__REQUIRED ACTION__:
Retype each line exactly as it stands, beginning at the first line of the material and finishing with the line that contains "progress bar per".

__DATA FOR PROCESSING__:
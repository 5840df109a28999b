//! Suitewatch reports the live progress and the final verdict of test suites
//! run by an external worker.
//!
//! The worker runs any number of named suites at once and describes what it
//! is doing through a stream of events. Suitewatch draws a progress bar per
//! suite while the run goes on, saves the screenshots the suites capture and,
//! once the worker announces the end of the run, prints a report and exits
//! with 0 if nothing failed and 1 otherwise.
//!
//! ## Running
//! Suitewatch reads newline-delimited JSON events from a file or from stdin:
//! ```bash
//! my-worker | suitewatch
//! suitewatch run.ndjson --port events
//! ```
//!
//! ## Events
//! Every event is a JSON object with a `name` tag and a `value` payload:
//! ```text
//! {"name":"status","value":[{"name":"Login","value":{"total":5,"nextStep":"open"}}]}
//! {"name":"statusUpdate","value":[{"name":"Login","value":{"total":5,"remaining":3,"nextStep":"click","failed":false}}]}
//! {"name":"log","value":{"name":"Login","value":{"output":"5 passed","failed":0}}}
//! {"name":"screenshots","value":{"name":"Login","shots":["<base64 png>"]}}
//! {"name":"exit","value":{"failed":0,"output":"All suites passed"}}
//! ```
//! - `status` announces suites. Announcing a suite again starts it over.
//! - `statusUpdate` moves the bar of an announced suite to
//!   `total - remaining`. Once a suite reports a failure its bar stays red
//!   for the rest of the run. Updates for unannounced suites are ignored.
//! - `log` stores the summary of a suite; the last one wins.
//! - `screenshots` writes `screenshots/<suite>/<index>.png`. The suite name is
//!   sanitized into a valid directory name.
//! - `exit` ends the run. The summaries of all announced suites are printed
//!   in the order the suites were announced, followed by the aggregate
//!   output.
//!
//! Events with any other tag are ignored.
//!
//! A line may also carry a `"port"` field. When the worker emits on several
//! ports, list them in the configuration and pick one with `--port`.
//!
//! ## Configuration
//! A `suitewatch.toml` in the working directory (or the file given with
//! `--config`) can override defaults:
//! ```toml
//! # (Optional) Version of suitewatch the configuration was written for.
//! ver = "0.1.0"
//! # (Optional) Where screenshots go. Defaults to "screenshots".
//! screenshots_dir = "artifacts/screenshots"
//! # (Optional) indicatif template. {color} is the bar color.
//! template = "{prefix:.magenta} {bar:30.{color}} {pos}/{len} {msg}"
//! running_color = "green"
//! failed_color = "red"
//! # (Optional) Ports the worker emits on. Defaults to ["events"].
//! ports = ["events"]
//! ```
pub mod cli;
pub mod config;
pub mod errors;
pub mod event;
pub mod printer;
pub mod run;
pub mod worker;
use std::path::PathBuf;
use structopt::StructOpt;

/// Options for the CLI.
#[derive(StructOpt, Debug)]
#[structopt(
    name = "suitewatch",
    about = "Live progress and verdict for running test suites."
)]
pub struct Opts {
    /// NDJSON file with the worker's events. Reads stdin when omitted.
    #[structopt(name = "EVENTS", parse(from_os_str))]
    pub events: Option<PathBuf>,

    /// Name of the worker port to listen on. Required when the worker
    /// exposes more than one.
    #[structopt(short, long)]
    pub port: Option<String>,

    /// Path to a suitewatch.toml. Defaults to ./suitewatch.toml if present.
    #[structopt(short, long, parse(from_os_str))]
    pub config: Option<PathBuf>,

    /// Directory screenshots are written under.
    #[structopt(long, parse(from_os_str))]
    pub screenshots: Option<PathBuf>,

    /// Hide progress bars. The final report is still printed.
    #[structopt(short, long)]
    pub quiet: bool,

    /// Disable colored output.
    #[structopt(long)]
    pub no_color: bool,

    /// Log verbosity. Repeat for more (-v info, -vv debug, -vvv trace).
    #[structopt(short, long, parse(from_occurrences))]
    pub verbose: u8,
}

impl Opts {
    /// Maximum level for the log subscriber.
    pub fn log_level(&self) -> tracing::Level {
        match self.verbose {
            0 => tracing::Level::WARN,
            1 => tracing::Level::INFO,
            2 => tracing::Level::DEBUG,
            _ => tracing::Level::TRACE,
        }
    }
}
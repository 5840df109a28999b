//! Presentation of a run: live progress bars and the final report.
pub mod bar;
pub mod report;

pub use bar::BarRenderer;

/// Turns progress changes of suites into visual output.
///
/// Implementations keep no knowledge of a suite's logical state. The caller
/// guarantees that the sum of all deltas passed to `advance` for a suite is
/// the suite's tick count, and that `mark_failed` is called at most once per
/// announcement.
pub trait Renderer {
    /// Start displaying a suite at 0 of `total`. Replaces any previous
    /// display with the same name.
    fn create(&mut self, name: &str, total: u64, next_step: &str);

    /// Move the suite forward by `delta` steps (backwards when negative) and
    /// show the new step label.
    fn advance(&mut self, name: &str, delta: i64, next_step: &str);

    /// Switch the suite to its failed look for the rest of the run.
    fn mark_failed(&mut self, name: &str);

    /// Called once when the run is over, before the report is printed.
    fn finish(&mut self) {}
}

impl<R: Renderer + ?Sized> Renderer for &mut R {
    fn create(&mut self, name: &str, total: u64, next_step: &str) {
        (**self).create(name, total, next_step)
    }

    fn advance(&mut self, name: &str, delta: i64, next_step: &str) {
        (**self).advance(name, delta, next_step)
    }

    fn mark_failed(&mut self, name: &str) {
        (**self).mark_failed(name)
    }

    fn finish(&mut self) {
        (**self).finish()
    }
}

/// Label shown under a bar for the step about to run.
pub fn step_label(next_step: &str) -> String {
    format!("→ {}", next_step)
}

#[cfg(test)]
pub(crate) mod testing {
    use super::Renderer;

    /// One call made on a [Renderer].
    #[derive(Debug, Clone, PartialEq)]
    pub enum Effect {
        Create(String, u64, String),
        Advance(String, i64, String),
        Failed(String),
        Finish,
    }

    /// Renderer that remembers what it was asked to draw.
    #[derive(Debug, Default)]
    pub struct Recorder {
        pub effects: Vec<Effect>,
    }

    impl Recorder {
        /// Sum of all deltas drawn for `name` since its last creation.
        pub fn filled(&self, name: &str) -> i64 {
            let mut filled = 0;
            for effect in &self.effects {
                match effect {
                    Effect::Create(n, ..) if n == name => filled = 0,
                    Effect::Advance(n, delta, _) if n == name => filled += delta,
                    _ => (),
                }
            }
            filled
        }

        pub fn is_failed(&self, name: &str) -> bool {
            let mut failed = false;
            for effect in &self.effects {
                match effect {
                    Effect::Create(n, ..) if n == name => failed = false,
                    Effect::Failed(n) if n == name => failed = true,
                    _ => (),
                }
            }
            failed
        }
    }

    impl Renderer for Recorder {
        fn create(&mut self, name: &str, total: u64, next_step: &str) {
            self.effects
                .push(Effect::Create(name.into(), total, next_step.into()));
        }

        fn advance(&mut self, name: &str, delta: i64, next_step: &str) {
            self.effects
                .push(Effect::Advance(name.into(), delta, next_step.into()));
        }

        fn mark_failed(&mut self, name: &str) {
            self.effects.push(Effect::Failed(name.into()));
        }

        fn finish(&mut self) {
            self.effects.push(Effect::Finish);
        }
    }
}
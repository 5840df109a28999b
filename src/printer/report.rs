//! Colorized text of the final report.
use colored::*;

use crate::event::{ExitSummary, Summary};

/// Width of the rules framing a suite name.
const RULE_WIDTH: usize = 60;

/// Report block for a single suite: its name between two rules colored by
/// outcome, followed by its output.
pub fn suite_report(name: &str, summary: &Summary) -> String {
    let rule = "─".repeat(RULE_WIDTH);
    let rule = if summary.failed > 0 {
        rule.red()
    } else {
        rule.green()
    };

    let mut buf = String::with_capacity(summary.output.len() + 3 * RULE_WIDTH);
    buf.push_str("\n\n");
    buf.push_str(&format!("{}\n", rule));
    buf.push_str(&format!("{}\n", name.bold()));
    buf.push_str(&format!("{}\n", rule));
    buf.push_str(&summary.output);
    buf.push('\n');
    buf
}

/// Aggregate line printed last.
pub fn run_report(exit: &ExitSummary) -> String {
    let text = exit.output.white();
    let text = if exit.failed == 0 {
        text.on_green()
    } else {
        text.on_red()
    };
    format!("{}\n", text)
}
use std::io::Write;

use tracing::{debug, info, trace};

use super::{
    artifacts::ArtifactWriter, evaluator, progress::ProgressTracker,
    summary::SummaryCollector,
};
use crate::{errors::WatchError, event::Event, printer::Renderer, worker::Subscription};

/// State of a single run. Created when the run starts and dropped when it
/// ends. Every event is applied to it in arrival order by [RunContext::dispatch].
pub struct RunContext<R, W> {
    /// Progress of announced suites.
    pub progress: ProgressTracker,
    /// Last summary of each suite.
    pub summaries: SummaryCollector,
    /// Where screenshots go.
    pub artifacts: ArtifactWriter,
    /// Live progress display.
    pub renderer: R,
    /// Sink of the final report.
    pub out: W,
}

impl<R: Renderer, W: Write> RunContext<R, W> {
    pub fn new(renderer: R, artifacts: ArtifactWriter, out: W) -> Self {
        RunContext {
            progress: ProgressTracker::default(),
            summaries: SummaryCollector::default(),
            artifacts,
            renderer,
            out,
        }
    }

    /// Apply one event. Returns the verdict once the terminal event arrives
    /// and `None` before that.
    pub fn dispatch(&mut self, event: Event) -> Result<Option<bool>, WatchError> {
        trace!("dispatching `{}` event", event.tag());
        match event {
            Event::Status(batch) => self.progress.on_status(batch, &mut self.renderer),
            Event::StatusUpdate(batch) => {
                self.progress.on_status_update(batch, &mut self.renderer)
            }
            Event::Log(entry) => self.summaries.on_log(entry),
            Event::Screenshots(batch) => {
                self.artifacts.on_screenshots(&batch)?;
            }
            Event::Exit(exit) => {
                self.renderer.finish();
                let verdict = evaluator::evaluate(
                    &self.progress,
                    &mut self.summaries,
                    &exit,
                    &mut self.out,
                )?;
                info!(
                    "run finished with {} failure(s) across {} suite(s)",
                    exit.failed,
                    self.progress.len()
                );
                return Ok(Some(verdict));
            }
            Event::Unknown(tag) => debug!("ignoring unknown event `{}`", tag),
        }
        Ok(None)
    }

    /// Consume events from the subscription until the terminal event, then
    /// unsubscribe. Fails if the worker goes away before the run is over.
    pub async fn drive(&mut self, mut events: Subscription) -> Result<bool, WatchError> {
        while let Some(event) = events.next().await {
            if let Some(verdict) = self.dispatch(event?)? {
                events.unsubscribe();
                return Ok(verdict);
            }
        }
        Err(WatchError(format!(
            "worker closed port `{}` before the exit event",
            events.channel()
        )))
    }
}

#[cfg(test)]
mod tests {
    use super::*;
    use crate::{
        event::{ExitSummary, Named, Summary},
        printer::testing::{Effect, Recorder},
    };

    fn context(root: &std::path::Path) -> RunContext<Recorder, Vec<u8>> {
        RunContext::new(Recorder::default(), ArtifactWriter::new(root), Vec::new())
    }

    fn ev(src: &str) -> Event {
        Event::from_json(src).unwrap()
    }

    #[test]
    fn routes_events_by_tag() {
        let tmp = tempfile::tempdir().unwrap();
        let mut ctx = context(tmp.path());

        let events = vec![
            ev(r#"{"name":"status","value":[{"name":"Login","value":{"total":5,"nextStep":"open"}}]}"#),
            ev(r#"{"name":"statusUpdate","value":[{"name":"Login","value":{"total":5,"remaining":3,"nextStep":"click","failed":false}}]}"#),
            ev(r#"{"name":"log","value":{"name":"Login","value":{"output":"ok","failed":0}}}"#),
            ev(r#"{"name":"screenshots","value":{"name":"Login","shots":["aGk="]}}"#),
        ];
        for event in events {
            assert_eq!(ctx.dispatch(event).unwrap(), None);
        }

        assert_eq!(ctx.progress.get("Login").unwrap().tick, 2);
        assert_eq!(ctx.summaries.get("Login").unwrap().output, "ok");
        assert_eq!(
            std::fs::read(tmp.path().join("Login").join("0.png")).unwrap(),
            b"hi"
        );
        assert_eq!(ctx.renderer.filled("Login"), 2);
    }

    #[test]
    fn unknown_events_change_nothing() {
        let tmp = tempfile::tempdir().unwrap();
        let mut ctx = context(tmp.path());
        assert_eq!(ctx.dispatch(Event::Unknown("ping".into())).unwrap(), None);
        assert!(ctx.progress.is_empty());
        assert!(ctx.summaries.is_empty());
        assert!(ctx.renderer.effects.is_empty());
    }

    #[test]
    fn exit_finishes_bars_then_reports() {
        let tmp = tempfile::tempdir().unwrap();
        let mut ctx = context(tmp.path());
        ctx.dispatch(Event::Log(Named::new(
            "Stray",
            Summary {
                output: "stray".into(),
                failed: 0,
            },
        )))
        .unwrap();
        let verdict = ctx
            .dispatch(Event::Exit(ExitSummary {
                failed: 0,
                output: "All suites passed".into(),
            }))
            .unwrap();

        assert_eq!(verdict, Some(true));
        assert_eq!(ctx.renderer.effects, vec![Effect::Finish]);
        assert!(String::from_utf8_lossy(&ctx.out).contains("All suites passed"));
    }

    #[test]
    fn screenshot_failure_is_fatal() {
        let tmp = tempfile::tempdir().unwrap();
        let blocker = tmp.path().join("blocker");
        std::fs::write(&blocker, b"").unwrap();
        let mut ctx = context(&blocker);
        let res = ctx.dispatch(ev(
            r#"{"name":"screenshots","value":{"name":"Login","shots":["aGk="]}}"#,
        ));
        assert!(res.is_err());
    }
}
use futures::{
    channel::mpsc::{self, UnboundedReceiver, UnboundedSender},
    StreamExt,
};

use super::{Subscription, Worker};
use crate::{errors::WatchError, event::Event};

/// In-process worker. Events are pushed through the senders returned by
/// [ChannelWorker::open_port].
pub struct ChannelWorker {
    entry_points: Vec<String>,
    ports: Vec<(String, Option<UnboundedReceiver<Event>>)>,
}

impl ChannelWorker {
    /// Worker with a single entry point.
    pub fn new<S: Into<String>>(entry_point: S) -> Self {
        Self::with_entry_points(vec![entry_point.into()])
    }

    pub fn with_entry_points(entry_points: Vec<String>) -> Self {
        ChannelWorker {
            entry_points,
            ports: Vec::new(),
        }
    }

    /// Expose a new port and return the sending half. Opening an existing
    /// port again replaces it.
    pub fn open_port<S: Into<String>>(&mut self, name: S) -> UnboundedSender<Event> {
        let name = name.into();
        let (tx, rx) = mpsc::unbounded();
        self.ports.retain(|(port, _)| *port != name);
        self.ports.push((name, Some(rx)));
        tx
    }
}

impl Worker for ChannelWorker {
    fn entry_points(&self) -> Vec<String> {
        self.entry_points.clone()
    }

    fn channels(&self) -> Vec<String> {
        self.ports.iter().map(|(name, _)| name.clone()).collect()
    }

    fn subscribe(&mut self, channel: &str) -> Result<Subscription, WatchError> {
        let rx = self
            .ports
            .iter_mut()
            .find(|(name, _)| name == channel)
            .ok_or_else(|| WatchError(format!("Unknown port `{}`", channel)))?
            .1
            .take()
            .ok_or_else(|| {
                WatchError(format!("Port `{}` already has a listener", channel))
            })?;
        Ok(Subscription::new(channel, rx.map(Ok)))
    }
}

#[cfg(test)]
mod tests {
    use super::*;

    #[tokio::test]
    async fn delivers_in_order() {
        let mut worker = ChannelWorker::new("Main");
        let tx = worker.open_port("events");
        let mut sub = worker.subscribe("events").unwrap();

        tx.unbounded_send(Event::Unknown("one".into())).unwrap();
        tx.unbounded_send(Event::Unknown("two".into())).unwrap();
        drop(tx);

        assert_eq!(sub.next().await.unwrap().unwrap().tag(), "one");
        assert_eq!(sub.next().await.unwrap().unwrap().tag(), "two");
        assert!(sub.next().await.is_none());
    }

    #[test]
    fn port_has_a_single_listener() {
        let mut worker = ChannelWorker::new("Main");
        let _tx = worker.open_port("events");
        assert!(worker.subscribe("events").is_ok());
        assert!(worker.subscribe("events").is_err());
        assert!(worker.subscribe("missing").is_err());
    }
}
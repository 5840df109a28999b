use futures::stream;
use serde_json::Value;
use tokio::io::{AsyncBufRead, AsyncBufReadExt};
use tracing::trace;

use super::{Subscription, Worker};
use crate::{errors::WatchError, event::Event};

/// Worker whose output is newline-delimited JSON, one event per line.
///
/// A line may carry a `"port"` field naming the port it was emitted on.
/// Lines for other ports than the subscribed one are skipped; lines without
/// the field belong to every port.
pub struct LineWorker<R> {
    source: String,
    ports: Vec<String>,
    reader: Option<R>,
}

impl<R> LineWorker<R>
where
    R: AsyncBufRead + Unpin + Send + 'static,
{
    /// `source` names the single entry point, usually the file the lines
    /// come from.
    pub fn new<S: Into<String>>(source: S, reader: R, ports: Vec<String>) -> Self {
        LineWorker {
            source: source.into(),
            ports,
            reader: Some(reader),
        }
    }
}

/// Decode one line. `None` for lines that carry no event for `channel`.
fn decode_line(line: &str, channel: &str) -> Result<Option<Event>, WatchError> {
    let line = line.trim();
    if line.is_empty() {
        return Ok(None);
    }

    let mut value: Value = serde_json::from_str(line)?;
    if let Some(port) = value.as_object_mut().and_then(|obj| obj.remove("port")) {
        match port.as_str() {
            Some(port) if port == channel => (),
            Some(port) => {
                trace!("skipping event for port `{}`", port);
                return Ok(None);
            }
            None => {
                return Err(WatchError(
                    "malformed worker event: `port` must be a string".to_string(),
                ))
            }
        }
    }
    Event::from_value(value).map(Some)
}

impl<R> Worker for LineWorker<R>
where
    R: AsyncBufRead + Unpin + Send + 'static,
{
    fn entry_points(&self) -> Vec<String> {
        vec![self.source.clone()]
    }

    fn channels(&self) -> Vec<String> {
        self.ports.clone()
    }

    fn subscribe(&mut self, channel: &str) -> Result<Subscription, WatchError> {
        if !self.ports.iter().any(|port| port == channel) {
            return Err(WatchError(format!("Unknown port `{}`", channel)));
        }
        let reader = self.reader.take().ok_or_else(|| {
            WatchError(format!("{} is already being read", self.source))
        })?;

        let state = (reader.lines(), channel.to_string());
        let events = stream::unfold(state, |(mut lines, channel)| async move {
            loop {
                let next = match lines.next_line().await {
                    Ok(Some(line)) => match decode_line(&line, &channel) {
                        Ok(Some(event)) => Ok(event),
                        Ok(None) => continue,
                        Err(err) => Err(err),
                    },
                    Ok(None) => return None,
                    Err(err) => Err(WatchError::from(err)),
                };
                return Some((next, (lines, channel)));
            }
        });
        Ok(Subscription::new(channel, events))
    }
}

__REPLY__:
repository 5840df109a28999b
//! Suitewatch reports the live progress and the final verdict of test suites
//! run by an external worker.
//!
//! The worker runs any number of named suites at once and describes what it
//! is doing through a stream of events. Suitewatch draws a progress bar per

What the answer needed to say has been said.